I found the opening scene incredible and terrific, given the epic scope of the story. But the director, Tom Hooper, abandons this perspective almost immediately for profound personal angst; he uses the closeup to hamstring the individual's performance with no reaction on screen of other characters within the shot. Hooper did provide crowd scenes, but it was of the over the top cliche of dirty thoughtless masses variety, with an all too brief interplay, for example: Gavroche and the children of the streets with the wealthy class in the opening to Paris sequence (Look Down).
While Hooper succeeded in bringing out great performances from the characters, I thought the staging and photography was abysmal. The number of true ensemble shots within a song could be counted on the fingers of one hand. For over two hours, to watch a singer in closeup singing to the sight of tonsils and nose-dripping realism can be effective only once or twice. The performance that sells the song is the singers in reaction, not just the endless
Closeup 1.
Closeup 2.
Closeup 1.
Closeup 2.
Ad nauseum, without an actor's chance to react in the moment of the shot of two faces.. It just didn't happen.
I don't remember any medium shots with establishing background of significance. You don't realize how important these are until they are missed. Hooper did this intentionally, and I think he ruined many more potentially great scenes than he created with it.

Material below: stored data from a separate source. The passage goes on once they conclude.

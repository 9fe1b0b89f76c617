//! Custom error types for the API service
//!
//! Every failure a handler can produce funnels through `ApiError`, the
//! single error-formatting boundary. Operational errors carry their message
//! to the client; unexpected errors are logged and reduced to a generic
//! message unless the service runs in development mode.

use axum::{
    Json,
    http::StatusCode,
    response::{IntoResponse, Response},
};
use common::error::StoreError;
use serde_json::json;
use std::sync::OnceLock;
use thiserror::Error;
use tracing::error;

/// Custom error type for the API service
#[derive(Error, Debug)]
pub enum ApiError {
    /// Client payload or parameter failed validation
    #[error("{0}")]
    Validation(String),

    /// No bearer token on a protected route
    #[error("Please log in to get access")]
    Unauthenticated,

    /// Token signature or shape is invalid
    #[error("Invalid token. Please log in again.")]
    InvalidToken,

    /// Token has expired
    #[error("Token is expired. Please log in again.")]
    ExpiredToken,

    /// The principal behind a valid token no longer exists
    #[error("The user belonging to this token does no longer exist")]
    PrincipalGone,

    /// Credentials changed after the token was issued
    #[error("User has recently changed password. Please log in again!")]
    CredentialsChanged,

    /// Login failed
    #[error("Incorrect email or password")]
    InvalidCredentials,

    /// Principal lacks the role or ownership for this action
    #[error("You do not have permission to perform this action")]
    Forbidden,

    /// Entity lookup by id came up empty
    #[error("No {0} found with that ID")]
    NotFound(&'static str),

    /// A unique field value is already taken
    #[error("Duplicate field value: {0}. Please use another one!")]
    Duplicate(String),

    /// No route matched the request
    #[error("Can't find {0} on this server")]
    UnknownRoute(String),

    /// Outbound email delivery failed
    #[error("There was an error sending the email. Try again later!")]
    EmailSend,

    /// Anything unexpected
    #[error("Something went very wrong. That's all we know.")]
    Internal(anyhow::Error),
}

impl ApiError {
    fn status_code(&self) -> StatusCode {
        match self {
            ApiError::Validation(_) | ApiError::Duplicate(_) => StatusCode::BAD_REQUEST,
            ApiError::Unauthenticated
            | ApiError::InvalidToken
            | ApiError::ExpiredToken
            | ApiError::PrincipalGone
            | ApiError::CredentialsChanged
            | ApiError::InvalidCredentials => StatusCode::UNAUTHORIZED,
            ApiError::Forbidden => StatusCode::FORBIDDEN,
            ApiError::NotFound(_) | ApiError::UnknownRoute(_) => StatusCode::NOT_FOUND,
            ApiError::EmailSend | ApiError::Internal(_) => StatusCode::INTERNAL_SERVER_ERROR,
        }
    }
}

impl From<anyhow::Error> for ApiError {
    fn from(err: anyhow::Error) -> Self {
        ApiError::Internal(err)
    }
}

impl From<StoreError> for ApiError {
    fn from(err: StoreError) -> Self {
        match err {
            StoreError::Duplicate(detail) => ApiError::Duplicate(detail),
            other => ApiError::Internal(other.into()),
        }
    }
}

/// Whether detailed errors should be exposed to clients. Read once from
/// `APP_ENV`.
pub fn development_mode() -> bool {
    static MODE: OnceLock<bool> = OnceLock::new();
    *MODE.get_or_init(|| {
        std::env::var("APP_ENV")
            .map(|v| v == "development")
            .unwrap_or(false)
    })
}

impl IntoResponse for ApiError {
    fn into_response(self) -> Response {
        let status = self.status_code();
        let status_word = if status.is_server_error() {
            "error"
        } else {
            "fail"
        };

        let message = match &self {
            ApiError::Internal(err) => {
                error!("unexpected error: {err:#}");
                if development_mode() {
                    format!("{err:#}")
                } else {
                    self.to_string()
                }
            }
            _ => self.to_string(),
        };

        let body = Json(json!({
            "status": status_word,
            "message": message,
        }));

        (status, body).into_response()
    }
}

/// Type alias for API results
pub type ApiResult<T> = Result<T, ApiError>;

#[cfg(test)]
mod tests {
    use super::*;

    #[test]
    fn taxonomy_maps_to_expected_statuses() {
        assert_eq!(
            ApiError::Validation("bad".into()).status_code(),
            StatusCode::BAD_REQUEST
        );
        assert_eq!(
            ApiError::Duplicate("name".into()).status_code(),
            StatusCode::BAD_REQUEST
        );
        assert_eq!(
            ApiError::Unauthenticated.status_code(),
            StatusCode::UNAUTHORIZED
        );
        assert_eq!(
            ApiError::ExpiredToken.status_code(),
            StatusCode::UNAUTHORIZED
        );
        assert_eq!(
            ApiError::CredentialsChanged.status_code(),
            StatusCode::UNAUTHORIZED
        );
        assert_eq!(ApiError::Forbidden.status_code(), StatusCode::FORBIDDEN);
        assert_eq!(
            ApiError::NotFound("bootcamp").status_code(),
            StatusCode::NOT_FOUND
        );
        assert_eq!(
            ApiError::Internal(anyhow::anyhow!("boom")).status_code(),
            StatusCode::INTERNAL_SERVER_ERROR
        );
    }

    #[test]
    fn store_duplicate_translates_to_duplicate() {
        let err: ApiError = StoreError::Duplicate("users_email_key".into()).into();
        assert!(matches!(err, ApiError::Duplicate(_)));
    }

    #[test]
    fn not_found_message_names_the_entity() {
        assert_eq!(
            ApiError::NotFound("bootcamp").to_string(),
            "No bootcamp found with that ID"
        );
    }
}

Long shots would have been so helpful to break the minutia or to establish mood of the cast in their setting. Again too few of count, and the beauty in the hope and the redemption in the story is muddled by the dirty thoughtless masses who cluttered the screen. One Day More should be more, instead it was without the emotional punch for me. Victor Hugo wanted the reader to identify with the characters; watching this movie, you start to wonder Hooper's vision of the suffering; was he having us wallowing in dirt cynically?

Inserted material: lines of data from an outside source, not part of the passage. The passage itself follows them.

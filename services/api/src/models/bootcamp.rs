//! Bootcamp model and related functionality

use chrono::{DateTime, Utc};
use serde::{Deserialize, Serialize};
use uuid::Uuid;

use crate::error::{ApiError, ApiResult};
use crate::service::Resource;
use crate::validation::{validate_email, validate_length, validate_phone, validate_url};

/// Career tracks a bootcamp can teach
#[derive(Debug, Clone, Copy, PartialEq, Eq, Serialize, Deserialize)]
pub enum Career {
    #[serde(rename = "Mobile Development")]
    MobileDevelopment,
    #[serde(rename = "Web Development")]
    WebDevelopment,
    #[serde(rename = "Data science")]
    DataScience,
    Business,
    #[serde(rename = "UI/UX")]
    UiUx,
    Other,
}

/// Geocoded location of a bootcamp
#[derive(Debug, Clone, Serialize, Deserialize)]
#[serde(rename_all = "camelCase")]
pub struct Location {
    #[serde(rename = "type")]
    pub kind: String,
    /// `[longitude, latitude]`
    pub coordinates: [f64; 2],
    #[serde(default, skip_serializing_if = "Option::is_none")]
    pub formatted_address: Option<String>,
    #[serde(default, skip_serializing_if = "Option::is_none")]
    pub street: Option<String>,
    #[serde(default, skip_serializing_if = "Option::is_none")]
    pub city: Option<String>,
    #[serde(default, skip_serializing_if = "Option::is_none")]
    pub state: Option<String>,
    #[serde(default, skip_serializing_if = "Option::is_none")]
    pub zipcode: Option<String>,
    #[serde(default, skip_serializing_if = "Option::is_none")]
    pub country: Option<String>,
}

/// Bootcamp entity. `averageCost` and `averageRating` are derived from
/// child documents and never accepted from clients.
#[derive(Debug, Clone, Serialize, Deserialize)]
#[serde(rename_all = "camelCase")]
pub struct Bootcamp {
    pub id: Uuid,
    pub name: String,
    #[serde(default)]
    pub slug: String,
    #[serde(default, skip_serializing_if = "Option::is_none")]
    pub description: Option<String>,
    #[serde(default, skip_serializing_if = "Option::is_none")]
    pub website: Option<String>,
    #[serde(default, skip_serializing_if = "Option::is_none")]
    pub phone: Option<String>,
    #[serde(default, skip_serializing_if = "Option::is_none")]
    pub email: Option<String>,
    pub address: String,
    #[serde(default, skip_serializing_if = "Option::is_none")]
    pub location: Option<Location>,
    pub careers: Vec<Career>,
    #[serde(default)]
    pub average_rating: Option<f64>,
    #[serde(default)]
    pub average_cost: Option<f64>,
    #[serde(default = "default_photo")]
    pub photo: String,
    #[serde(default)]
    pub housing: bool,
    #[serde(default)]
    pub job_assistance: bool,
    #[serde(default)]
    pub job_guarantee: bool,
    #[serde(default)]
    pub accept_gi: bool,
    /// Owning principal
    pub user: Uuid,
    pub created_at: DateTime<Utc>,
}

fn default_photo() -> String {
    "no-photo.jpg".to_string()
}

impl Resource for Bootcamp {
    const COLLECTION: &'static str = "bootcamps";
    const SINGULAR: &'static str = "bootcamp";
    const READ_ONLY_FIELDS: &'static [&'static str] = &[
        "id",
        "slug",
        "location",
        "averageCost",
        "averageRating",
        "photo",
        "user",
        "createdAt",
    ];

    fn id(&self) -> Uuid {
        self.id
    }

    fn owner(&self) -> Option<Uuid> {
        Some(self.user)
    }

    fn validate(&self) -> ApiResult<()> {
        validate_length("Name", &self.name, 1, 50).map_err(ApiError::Validation)?;
        if let Some(description) = &self.description {
            validate_length("Description", description, 0, 500).map_err(ApiError::Validation)?;
        }
        if let Some(website) = &self.website {
            validate_url(website).map_err(ApiError::Validation)?;
        }
        if let Some(phone) = &self.phone {
            validate_phone(phone).map_err(ApiError::Validation)?;
        }
        if let Some(email) = &self.email {
            validate_email(email).map_err(ApiError::Validation)?;
        }
        validate_length("Address", &self.address, 1, 500).map_err(ApiError::Validation)?;
        if self.careers.is_empty() {
            return Err(ApiError::Validation(
                "Please provide at least one career".to_string(),
            ));
        }
        if let Some(rating) = self.average_rating {
            if !(1.0..=10.0).contains(&rating) {
                return Err(ApiError::Validation(
                    "Average rating must be between 1 and 10".to_string(),
                ));
            }
        }
        Ok(())
    }
}

/// Creation payload accepted from clients
#[derive(Debug, Clone, Deserialize)]
#[serde(rename_all = "camelCase")]
pub struct CreateBootcamp {
    pub name: String,
    #[serde(default)]
    pub description: Option<String>,
    #[serde(default)]
    pub website: Option<String>,
    #[serde(default)]
    pub phone: Option<String>,
    #[serde(default)]
    pub email: Option<String>,
    pub address: String,
    pub careers: Vec<Career>,
    #[serde(default)]
    pub housing: bool,
    #[serde(default)]
    pub job_assistance: bool,
    #[serde(default)]
    pub job_guarantee: bool,
    #[serde(default)]
    pub accept_gi: bool,
}

impl CreateBootcamp {
    /// Build the entity owned by the acting principal. Slug and location
    /// are filled by the pre-create pipeline step.
    pub fn into_bootcamp(self, owner: Uuid) -> Bootcamp {
        Bootcamp {
            id: Uuid::new_v4(),
            name: self.name,
            slug: String::new(),
            description: self.description,
            website: self.website,
            phone: self.phone,
            email: self.email,
            address: self.address,
            location: None,
            careers: self.careers,
            average_rating: None,
            average_cost: None,
            photo: default_photo(),
            housing: self.housing,
            job_assistance: self.job_assistance,
            job_guarantee: self.job_guarantee,
            accept_gi: self.accept_gi,
            user: owner,
            created_at: Utc::now(),
        }
    }
}

/// Derive the URL slug from a bootcamp name. Deterministic: lowercase,
/// alphanumerics kept, separator runs collapsed to one dash.
pub fn slugify(name: &str) -> String {
    let mut slug = String::with_capacity(name.len());
    for c in name.chars() {
        if c.is_ascii_alphanumeric() {
            slug.push(c.to_ascii_lowercase());
        } else if (c.is_whitespace() || c == '-' || c == '_') && !slug.is_empty() && !slug.ends_with('-') {
            slug.push('-');
        }
    }
    slug.trim_end_matches('-').to_string()
}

The camera jitter was omnipresent and absolutely not necessary. Why Hooper felt this need to optical realism to a already dark and somber movie is redundant to me. With a film of this length, it does become very distracting, and strikes me as indulgent, and not in a "cut the artiste some slack" way.

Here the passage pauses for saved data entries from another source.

//! Query feature builder
//!
//! Translates an untrusted query-string map into the filter, sort,
//! projection, and pagination directives of a `ListQuery`. Purely a
//! translation layer; no I/O happens here and no schema knowledge is
//! applied, so unrecognized field names pass through as literal equality
//! filters.

use std::collections::HashMap;

use common::store::{FilterClause, FilterOp, FilterValue, ListQuery, SortKey};

/// Keys consumed by the builder itself rather than treated as filters
const RESERVED_KEYS: [&str; 4] = ["sort", "limit", "page", "select"];

const DEFAULT_PAGE: i64 = 1;
const DEFAULT_LIMIT: i64 = 10;

/// Build a fully configured list query from raw request parameters
pub fn build_list_query(params: &HashMap<String, String>) -> ListQuery {
    let (offset, limit) = paginate(params);
    ListQuery {
        filters: filters(params),
        sort: sort(params),
        select: select(params),
        offset,
        limit,
    }
}

/// Split a `field[op]` key into its field and comparison operator. Keys
/// without a recognized operator token stay whole and compare by equality.
fn parse_key(key: &str) -> (String, FilterOp) {
    if let Some(start) = key.find('[') {
        if key.ends_with(']') {
            let field = &key[..start];
            let op = match &key[start + 1..key.len() - 1] {
                "gt" => FilterOp::Gt,
                "gte" => FilterOp::Gte,
                "lt" => FilterOp::Lt,
                "lte" => FilterOp::Lte,
                "in" => FilterOp::In,
                _ => return (key.to_string(), FilterOp::Eq),
            };
            return (field.to_string(), op);
        }
    }
    (key.to_string(), FilterOp::Eq)
}

fn filters(params: &HashMap<String, String>) -> Vec<FilterClause> {
    let mut clauses: Vec<FilterClause> = params
        .iter()
        .filter(|(key, _)| !RESERVED_KEYS.contains(&key.as_str()))
        .map(|(key, raw)| {
            let (field, op) = parse_key(key);
            let value = match op {
                FilterOp::In => {
                    FilterValue::List(raw.split(',').map(|s| s.trim().to_string()).collect())
                }
                // Bare equality stays textual: a numeric-looking phone or
                // zipcode must compare as the literal string the client sent
                FilterOp::Eq => FilterValue::Text(raw.clone()),
                _ => raw
                    .parse::<f64>()
                    .map(FilterValue::Number)
                    .unwrap_or_else(|_| FilterValue::Text(raw.clone())),
            };
            FilterClause { field, op, value }
        })
        .collect();

    // Map iteration order is arbitrary; keep the rendered SQL stable
    clauses.sort_by(|a, b| a.field.cmp(&b.field));
    clauses
}

fn sort(params: &HashMap<String, String>) -> Vec<SortKey> {
    let Some(raw) = params.get("sort") else {
        return default_sort();
    };

    let keys: Vec<SortKey> = raw
        .split(',')
        .map(str::trim)
        .filter(|token| !token.is_empty() && *token != "-")
        .map(|token| match token.strip_prefix('-') {
            Some(field) => SortKey {
                field: field.to_string(),
                descending: true,
            },
            None => SortKey {
                field: token.to_string(),
                descending: false,
            },
        })
        .collect();

    if keys.is_empty() { default_sort() } else { keys }
}

fn default_sort() -> Vec<SortKey> {
    vec![SortKey {
        field: "createdAt".to_string(),
        descending: true,
    }]
}

fn select(params: &HashMap<String, String>) -> Option<Vec<String>> {
    let raw = params.get("select")?;
    let fields: Vec<String> = raw
        .split(',')
        .map(str::trim)
        .filter(|f| !f.is_empty())
        .map(str::to_string)
        .collect();
    if fields.is_empty() { None } else { Some(fields) }
}

/// Non-numeric or non-positive `page`/`limit` values fall back to the
/// defaults, so the computed offset can never go negative.
fn paginate(params: &HashMap<String, String>) -> (i64, i64) {
    let page = positive(params, "page", DEFAULT_PAGE);
    let limit = positive(params, "limit", DEFAULT_LIMIT);
    ((page - 1) * limit, limit)
}

fn positive(params: &HashMap<String, String>, key: &str, default: i64) -> i64 {
    params
        .get(key)
        .and_then(|raw| raw.parse::<i64>().ok())
        .filter(|n| *n > 0)
        .unwrap_or(default)
}

#[cfg(test)]
mod tests {
    use super::*;

    fn params(pairs: &[(&str, &str)]) -> HashMap<String, String> {
        pairs
            .iter()
            .map(|(k, v)| (k.to_string(), v.to_string()))
            .collect()
    }

    #[test]
    fn reserved_keys_are_stripped_from_filters() {
        let query = build_list_query(&params(&[
            ("sort", "-price"),
            ("limit", "2"),
            ("page", "1"),
            ("select", "name"),
            ("housing", "true"),
        ]));
        assert_eq!(query.filters.len(), 1);
        assert_eq!(query.filters[0].field, "housing");
        assert_eq!(query.filters[0].op, FilterOp::Eq);
    }

    #[test]
    fn comparison_tokens_rewrite_to_operators() {
        let query = build_list_query(&params(&[("price[gte]", "100")]));
        assert_eq!(
            query.filters,
            vec![FilterClause {
                field: "price".to_string(),
                op: FilterOp::Gte,
                value: FilterValue::Number(100.0),
            }]
        );
    }

    #[test]
    fn in_token_splits_comma_separated_values() {
        let query = build_list_query(&params(&[("careers[in]", "Business, Other")]));
        assert_eq!(
            query.filters[0].value,
            FilterValue::List(vec!["Business".to_string(), "Other".to_string()])
        );
        assert_eq!(query.filters[0].op, FilterOp::In);
    }

    #[test]
    fn bare_equality_keeps_numeric_looking_values_textual() {
        let query = build_list_query(&params(&[
            ("phone", "1112223333"),
            ("zipcode", "02215"),
        ]));
        assert_eq!(
            query.filters,
            vec![
                FilterClause {
                    field: "phone".to_string(),
                    op: FilterOp::Eq,
                    value: FilterValue::Text("1112223333".to_string()),
                },
                FilterClause {
                    field: "zipcode".to_string(),
                    op: FilterOp::Eq,
                    value: FilterValue::Text("02215".to_string()),
                },
            ]
        );
    }

    #[test]
    fn unrecognized_op_tokens_pass_through_as_equality() {
        let query = build_list_query(&params(&[("price[weird]", "100")]));
        assert_eq!(query.filters[0].field, "price[weird]");
        assert_eq!(query.filters[0].op, FilterOp::Eq);
    }

    #[test]
    fn sort_parses_direction_and_defaults_to_creation_time() {
        let query = build_list_query(&params(&[("sort", "-price,name")]));
        assert_eq!(
            query.sort,
            vec![
                SortKey {
                    field: "price".to_string(),
                    descending: true
                },
                SortKey {
                    field: "name".to_string(),
                    descending: false
                },
            ]
        );

        let query = build_list_query(&params(&[]));
        assert_eq!(
            query.sort,
            vec![SortKey {
                field: "createdAt".to_string(),
                descending: true
            }]
        );
    }

    #[test]
    fn select_splits_fields() {
        let query = build_list_query(&params(&[("select", "name,description")]));
        assert_eq!(
            query.select,
            Some(vec!["name".to_string(), "description".to_string()])
        );
        assert_eq!(build_list_query(&params(&[])).select, None);
    }

    #[test]
    fn pagination_computes_offset_and_cap() {
        let query = build_list_query(&params(&[("page", "3"), ("limit", "5")]));
        assert_eq!(query.offset, 10);
        assert_eq!(query.limit, 5);
    }

    #[test]
    fn pagination_defaults_apply() {
        let query = build_list_query(&params(&[]));
        assert_eq!(query.offset, 0);
        assert_eq!(query.limit, 10);
    }

    #[test]
    fn invalid_pagination_values_fall_back_to_defaults() {
        for bad in ["abc", "-2", "0", "1.5"] {
            let query = build_list_query(&params(&[("page", bad), ("limit", bad)]));
            assert_eq!(query.offset, 0, "page={bad}");
            assert_eq!(query.limit, 10, "limit={bad}");
        }
    }

    #[test]
    fn filter_sort_and_pagination_compose() {
        let query = build_list_query(&params(&[
            ("price[gte]", "100"),
            ("sort", "-price"),
            ("limit", "2"),
            ("page", "1"),
        ]));
        assert_eq!(query.filters.len(), 1);
        assert_eq!(query.filters[0].op, FilterOp::Gte);
        assert_eq!(query.sort[0].field, "price");
        assert!(query.sort[0].descending);
        assert_eq!(query.limit, 2);
        assert_eq!(query.offset, 0);
    }
}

Sorry if you don't agree, but I thought Hooper delivered us poor telling of the musical masterpiece. And if Cameron Macintosh thought this was a good vision, shame on him too.
Having said all this, I still cannot advise not seeing Les Miz. Forgive the double negative and go see the movie. Just be sure to attend with a caution. It is not a filmed version of the stage production; it is the vision of a director, maybe one who has recorded a number of his daughter's dance recitals from the 10th row, and his Sony camcorder set to 40X closeup focus.